The hearing officer also opined that Article III (2)[11] of the By-Laws of GCHS,
insofar as it prescribed the mode of filling vacancies in the board of trustees,
must be interpreted in conjunction with Section 29[12] of the Corporation
Code. The SEC en banc denied the appeal of petitioners and affirmed the
Decision of the hearing officer in toto.[13] It found to be untenable their
contention that the word members, as used in Section 52[14] of the Corporation
Code, referred only to the living members of a nonstock corporation.[15]
Issue: Yes, petitioners principally pray for the resolution of the legal
question of whether or not in NON-STOCK corporations, dead
members should still be counted in determination of quorum for purposed
of conducting the Annual Members Meeting.
Petitioners have maintained before the courts below that the DEAD
members should no longer be counted in computing quorum primarily on
the ground that members rights are personal and non-transferable as
provided in Sections 90 and 91 of the Corporation Code of the Philippines.
The SEC ruled against the petitioners solely on the basis of a 1989 SEC
Opinion that did not even involve a non-stock corporation as petitioner
GCHS.
The Honorable Court of Appeals on the other hand simply refused to
resolve this question and instead dismissed the petition for review on a
technicality the failure to timely submit an SPA from the petitioners
authorizing their co-petitioner Padilla, their counsel and also a
petitioner before the Court of Appeals, to sign the petition on behalf of the
rest of the petitioners.
Petitioners humbly submit that the action of both the SEC and the Court of
Appeals are not in accord with law particularly the pronouncements of this
Honorable Court in Escorpizo v. University of Baguio (306 SCRA
497), Robern Development Corporation v. Quitain (315 SCRA 150,)

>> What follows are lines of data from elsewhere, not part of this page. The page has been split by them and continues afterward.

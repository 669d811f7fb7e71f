// SPDX-License-Identifier: PMPL-1.0-or-later
// Copyright (c) 2026 Jonathan D.A. Jewell (hyperpolymath) <jonathan.jewell@open.ac.uk>
//
// DOCX (Office Open XML) support: plain-text extraction and minimal
// document generation. Both sides work on the ZIP container directly.

pub mod reader;
pub mod writer;

/// Archive entry holding the document body.
pub(crate) const DOCUMENT_PART: &str = "word/document.xml";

and MC Engineering, Inc. v. NLRC, (360 SCRA 183). Due course should
have been given the petition below and the merits of the case decided in
petitioners favor.[17]
In sum, the issues may be stated simply in this wise: 1) whether the CA erred in
denying the Petition below, on the basis of a defective Verification and
Certification; and 2) whether dead members should still be counted in the
determination of the quorum, for purposes of conducting the annual members
meeting.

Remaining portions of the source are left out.